„Wir müssen die Spielregeln des politischen Systems verändern!“

„Wir müssen die Spielregeln des politischen Systems verändern!“

„Wir müssen die Spielregeln des politischen Systems verändern!“

Ein Artikel von Ralf Wurzbacher

Ein Mix aus alter und neuer Regierung bringt ein schuldenbasiertes Aufrüstungsprogramm der Sorte „aberwitzig“ auf den Weg. Und Die Linke gibt in der Länderkammer grünes Licht. „Demontage der Demokratie“ nennt das Marco Bülow, der bis zu seinem Austritt lange für die SPD im höchsten deutschen Parlament saß. In seinem neuesten Buch „Korrumpiert“ bekennt er, beinahe selbst den Lockungen der Lobbyisten erlegen zu sein, bevor er es sich zur Mission machte, ihr Treiben zu bekämpfen. Im Interview mit den NachDenkSeiten erzählt er von Absahnern im Amt, Handlangern für Profiteure und einer SPD als „Weder-noch-Partei“. Mit ihm sprach Ralf Wurzbacher.

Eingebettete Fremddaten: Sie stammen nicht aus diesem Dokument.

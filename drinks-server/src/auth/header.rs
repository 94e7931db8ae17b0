use super::AuthError;
use http::header::AUTHORIZATION;
use http::HeaderMap;

/// Extracts the bearer token from the `Authorization` header.
///
/// The header must read `Bearer <token>`: the keyword is matched
/// case-insensitively and exactly one space-separated token must follow it.
pub fn bearer_token(headers: &HeaderMap) -> Result<&str, AuthError> {
    let value = match headers.get(AUTHORIZATION) {
        Some(value) => value.to_str().map_err(|_| AuthError::Malformed)?,
        None => return Err(AuthError::HeaderMissing),
    };

    if value.is_empty() {
        return Err(AuthError::HeaderMissing);
    }

    let parts: Vec<&str> = value.split(' ').collect();
    match parts.as_slice() {
        [scheme, ..] if !scheme.eq_ignore_ascii_case("bearer") => Err(AuthError::NotBearer),
        [_] => Err(AuthError::TokenNotFound),
        [_, token] if token.is_empty() => Err(AuthError::TokenNotFound),
        [_, token] => Ok(token),
        _ => Err(AuthError::NotSingleToken),
    }
}
//! Bearer token verification and per-route permission checks.
//!
//! - `header` - extracts the token from the `Authorization` header
//! - `jwks` - fetches and caches the issuer's signing-key set
//! - `jwt` - verifies token signature and claims
//! - `gate` - route middleware requiring a permission

pub mod gate;
pub mod header;
pub mod jwks;
pub mod jwt;

use http::StatusCode;
use serde::{Deserialize, Serialize};
use thiserror::Error;

pub use gate::requires_auth;
pub use jwks::{JwksClient, JwksError};
pub use jwt::TokenVerifier;

/// Reasons a caller is refused access to a protected route
#[derive(Debug, Error, Clone, Copy, PartialEq, Eq)]
pub enum AuthError {
    #[error("Authorization header is expected.")]
    HeaderMissing,
    #[error("Authorization header must start with \"Bearer\".")]
    NotBearer,
    #[error("Token not found.")]
    TokenNotFound,
    #[error("Authorization header must be bearer token.")]
    NotSingleToken,
    #[error("Authorization malformed.")]
    Malformed,
    #[error("Unable to find the appropriate key.")]
    KeyNotFound,
    #[error("Unable to parse authentication token.")]
    Unparsable,
    #[error("Token expired.")]
    Expired,
    #[error("Incorrect claims. Please, check the audience and issuer.")]
    IncorrectClaims,
    #[error("Permissions not included in JWT.")]
    PermissionsMissing,
    #[error("Permission not found.")]
    PermissionNotFound,
}

impl AuthError {
    /// Error code reported in the response envelope
    pub fn code(&self) -> &'static str {
        match self {
            Self::HeaderMissing => "authorization_header_missing",
            Self::NotBearer
            | Self::TokenNotFound
            | Self::NotSingleToken
            | Self::Malformed
            | Self::KeyNotFound
            | Self::Unparsable => "invalid_header",
            Self::Expired => "token_expired",
            Self::IncorrectClaims | Self::PermissionsMissing => "invalid_claims",
            Self::PermissionNotFound => "unauthorized",
        }
    }

    pub fn status_code(&self) -> StatusCode {
        match self {
            Self::KeyNotFound | Self::Unparsable | Self::PermissionsMissing => {
                StatusCode::BAD_REQUEST
            }
            Self::PermissionNotFound => StatusCode::FORBIDDEN,
            _ => StatusCode::UNAUTHORIZED,
        }
    }
}

/// `aud` may be a single string or a list
#[derive(Debug, Serialize, Deserialize, Clone, PartialEq)]
#[serde(untagged)]
pub enum Audience {
    One(String),
    Many(Vec<String>),
}

impl Audience {
    pub fn contains(&self, audience: &str) -> bool {
        match self {
            Self::One(value) => value == audience,
            Self::Many(values) => values.iter().any(|value| value == audience),
        }
    }
}

/// Claims of a verified access token. Lives for a single request.
#[derive(Debug, Serialize, Deserialize, Clone, PartialEq)]
pub struct Claims {
    #[serde(default)]
    pub sub: Option<String>,
    #[serde(default)]
    pub iss: Option<String>,
    #[serde(default)]
    pub aud: Option<Audience>,
    #[serde(default)]
    pub exp: Option<i64>,
    #[serde(default)]
    pub iat: Option<i64>,
    #[serde(default)]
    pub permissions: Option<Vec<String>>,
}

impl Claims {
    pub fn has_permission(&self, permission: &str) -> bool {
        self.permissions
            .as_ref()
            .is_some_and(|granted| granted.iter().any(|p| p == permission))
    }

    /// Caller identity for log lines
    pub fn subject(&self) -> &str {
        self.sub.as_deref().unwrap_or("<unknown>")
    }
}
use crate::api::drinks;
use crate::state::AppState;
use axum::{routing::get, Json, Router};
use utoipa::openapi::security::{HttpAuthScheme, HttpBuilder, SecurityScheme};
use utoipa::{Modify, OpenApi};
use utoipa_scalar::{Scalar, Servable};

pub(crate) const DRINKS_TAG: &str = "Drinks API";

#[derive(OpenApi)]
#[openapi(
    paths(
        drinks::list_drinks,
        drinks::list_drinks_detail,
        drinks::create_drink,
        drinks::update_drink,
        drinks::delete_drink,
    ),
    modifiers(&BearerAuth),
    tags(
        (name = DRINKS_TAG, description = "Coffee shop menu endpoints"),
    ),
    info(
        title = "Coffee Shop Drinks API",
        description = "Drinks menu with permission checked writes",
        version = "0.1.0"
    )
)]
pub(crate) struct ApiDoc;

/// Registers the bearer token scheme referenced by the protected operations
struct BearerAuth;

impl Modify for BearerAuth {
    fn modify(&self, openapi: &mut utoipa::openapi::OpenApi) {
        let components = openapi.components.get_or_insert_with(Default::default);
        components.add_security_scheme(
            "bearer",
            SecurityScheme::Http(
                HttpBuilder::new()
                    .scheme(HttpAuthScheme::Bearer)
                    .bearer_format("JWT")
                    .build(),
            ),
        );
    }
}

/// Creates a router serving the OpenAPI document and the Scalar viewer
pub(crate) fn router(api_doc: utoipa::openapi::OpenApi) -> Router<AppState> {
    let document = api_doc.clone();
    Router::new()
        .route("/openapi.json", get(|| async move { Json(document) }))
        .merge(Scalar::with_url("/scalar", api_doc))
}

#[cfg(test)]
mod tests {
    use crate::test_utils::TestFixture;
    use http::StatusCode;

    #[tokio::test]
    async fn test_openapi_document_lists_drink_routes() {
        let fixture = TestFixture::new().await;
        let response = fixture.get("/openapi.json", None).await;

        response.assert_ok();
        let paths = &response.json["paths"];
        assert!(paths["/drinks"]["get"].is_object());
        assert!(paths["/drinks"]["post"].is_object());
        assert!(paths["/drinks-detail"]["get"].is_object());
        assert!(paths["/drinks/{drink_id}"]["patch"].is_object());
        assert!(paths["/drinks/{drink_id}"]["delete"].is_object());
        assert_eq!(
            response.json["components"]["securitySchemes"]["bearer"]["scheme"],
            "bearer"
        );
    }

    #[tokio::test]
    async fn test_scalar_page_is_served() {
        let fixture = TestFixture::new().await;
        let (status, body) = fixture.send_raw(&fixture.app, "/scalar", None).await;

        assert_eq!(status, StatusCode::OK);
        assert!(body.contains("<html"));
    }

    #[tokio::test]
    async fn test_unknown_route_returns_not_found_envelope() {
        let fixture = TestFixture::new().await;
        let response = fixture.get("/coffee-beans", None).await;

        response.assert_status(StatusCode::NOT_FOUND);
        assert_eq!(response.json["success"], false);
        assert_eq!(response.json["error"], 404);
        assert_eq!(response.json["message"], "resource not found");
    }
}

Dieser Beitrag ist auch als Audio-Podcast verfügbar.

Zur Person: Marco Bülow, Jahrgang 1971, zog 2002 als direkt gewählter Dortmunder Abgeordneter für die SPD in den Deutschen Bundestag ein und wiederholte das Kunststück vier weitere Male. Unter anderem fungierte er als Umwelt- und Energiepolitischer Sprecher seiner Fraktion. 2018 kehrte er der SPD aus Unmut über den wirtschafts- und sozialpolitischen Kurs der Partei den Rücken und verblieb bis 2021 noch drei Jahre als fraktionsloser Abgeordneter im Parlament. Seit 2020 ist er Mitglied bei Die Partei und arbeitet als Journalist, Publizist und Podcaster. Von Bülow erschienen sind 2021 im Verlag Das Neue Berlin „Lobbyland. Wie die Wirtschaft unsere Demokratie kauft“ und aktuell im Westend Verlag „Korrumpiert. Wie ich fast Lobbyist wurde und jetzt die Demokratie retten will“.

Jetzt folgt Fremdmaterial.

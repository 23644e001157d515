//! Connection diagnostics for `GET /Funcionario/TestConnection`
//!
//! Reports whether the record store answers and whether the audit log store
//! is configured. An error raised by the check itself is returned as a 500
//! carrying the error message, its source and the backtrace taken where the
//! error was raised.
//!
//! The backtrace exposes internals and should not be reachable in production
//! deployments.

use axum::{
    extract::State,
    http::StatusCode,
    response::{IntoResponse, Response},
    Json,
};
use serde::{Deserialize, Serialize};
use std::error::Error as StdError;

use crate::config::AuditLogConfig;
use crate::error::StoreError;
use crate::state::AppState;

/// How many leading characters of the connection string are reported
const CONNECTION_STRING_PREFIX_LEN: usize = 30;

/// Successful diagnostic payload
#[derive(Debug, Serialize, Deserialize)]
#[serde(rename_all = "camelCase")]
pub struct ConnectionReport {
    pub sql_database: SqlDatabaseStatus,
    pub table_storage: TableStorageStatus,
}

#[derive(Debug, Serialize, Deserialize)]
#[serde(rename_all = "camelCase")]
pub struct SqlDatabaseStatus {
    pub connected: bool,
    pub message: String,
}

#[derive(Debug, Serialize, Deserialize)]
#[serde(rename_all = "camelCase")]
pub struct TableStorageStatus {
    pub has_connection_string: bool,
    pub has_table_name: bool,
    pub table_name: Option<String>,
    pub connection_string_prefix: String,
}

impl TableStorageStatus {
    fn from_config(config: &AuditLogConfig) -> Self {
        Self {
            has_connection_string: config.connection_string().is_some(),
            has_table_name: config.table_name().is_some(),
            table_name: config.table_name.clone(),
            connection_string_prefix: connection_string_prefix(config.connection_string()),
        }
    }
}

/// Error payload returned with a 500
#[derive(Debug, Serialize, Deserialize)]
#[serde(rename_all = "camelCase")]
pub struct DiagnosticFailure {
    pub error: String,
    pub inner_error: Option<String>,
    pub stack_trace: String,
}

impl DiagnosticFailure {
    fn from_store_error(err: &StoreError) -> Self {
        Self {
            error: err.to_string(),
            inner_error: err.source().map(|source| source.to_string()),
            stack_trace: err.backtrace().to_string(),
        }
    }
}

/// First characters of the connection string followed by `...`
pub fn connection_string_prefix(connection_string: Option<&str>) -> String {
    match connection_string {
        Some(value) => {
            let prefix: String = value.chars().take(CONNECTION_STRING_PREFIX_LEN).collect();
            format!("{}...", prefix)
        }
        None => "Not configured".to_string(),
    }
}

/// Run the connectivity checks
///
/// An unreachable record store is reported as `connected: false`; any other
/// record store error is returned.
pub async fn check_connections(state: &AppState) -> Result<ConnectionReport, StoreError> {
    let connected = state.employees().can_connect().await?;

    Ok(ConnectionReport {
        sql_database: SqlDatabaseStatus {
            connected,
            message: if connected {
                "SQL connection successful".to_string()
            } else {
                "SQL connection failed".to_string()
            },
        },
        table_storage: TableStorageStatus::from_config(&state.config().audit_log),
    })
}

/// `GET /Funcionario/TestConnection`
pub async fn test_connection(State(state): State<AppState>) -> Response {
    match check_connections(&state).await {
        Ok(report) => (StatusCode::OK, Json(report)).into_response(),
        Err(err) => {
            tracing::error!("Connection diagnostics failed: {}", err);
            (
                StatusCode::INTERNAL_SERVER_ERROR,
                Json(DiagnosticFailure::from_store_error(&err)),
            )
                .into_response()
        }
    }
}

Herr Bülow, der „alte“ Bundestag hat gerade für die „neue“ Bundesregierung ein schuldenbasiertes Finanzpaket im Umfang von wohl weit über einer Billion Euro zwecks Aufrüstung und Infrastruktur klargemacht. Auch der Bundesrat hat am Freitag grünes Licht gegeben. Haben Sie Worte dafür?

Was wir hier erleben, ist das, was ich Demontage der Demokratie nenne. Wobei aber genau dies nicht diskutiert wird. Politik und Medien reden darüber, wie viel Geld es braucht, wofür und wer alles profitieren soll: der Bund, die Länder, das Klima et cetera. Aber wie das alles abgelaufen ist, ist kein Thema von Belang.

Wie hätte es anders laufen können?

Nun ja. Nach dem Scheitern der Ampel hätte man ja zunächst versuchen können, eine neue Regierung zu bilden. Man erinnere sich daran, wie Friedrich Merz nach dem Bruch der Koalition Druck für schnelle Neuwahlen gemacht hat. Als es um die Frage einer Änderung von Paragraph 18 ging, hat er noch getönt, der alte Bundestag dürfe solche wichtigen Entscheidungen nicht mehr treffen (lacht).

Aber ein paar Wochen später will er dann gemeinsam mit der AfD Verschärfungen bei der Zuwanderung durchs Parlament boxen und nach der Wahl setzt er mit SPD und Grünen im Hauruckverfahren und entgegen seiner Wahlversprechen ein Neuverschuldungs- und Aufrüstungsprogramm irrwitziger Dimension ins Werk, noch ehe er überhaupt Kanzler ist. Da muss sich keiner wundern, wenn kommende Regierungen das ebenso machen und sich immer mehr Menschen von der Politik abwenden. Das alles hat mit Demokratie, Gewaltenteilung und der Achtung des höchsten deutschen Parlaments jedenfalls gar nichts mehr zu tun.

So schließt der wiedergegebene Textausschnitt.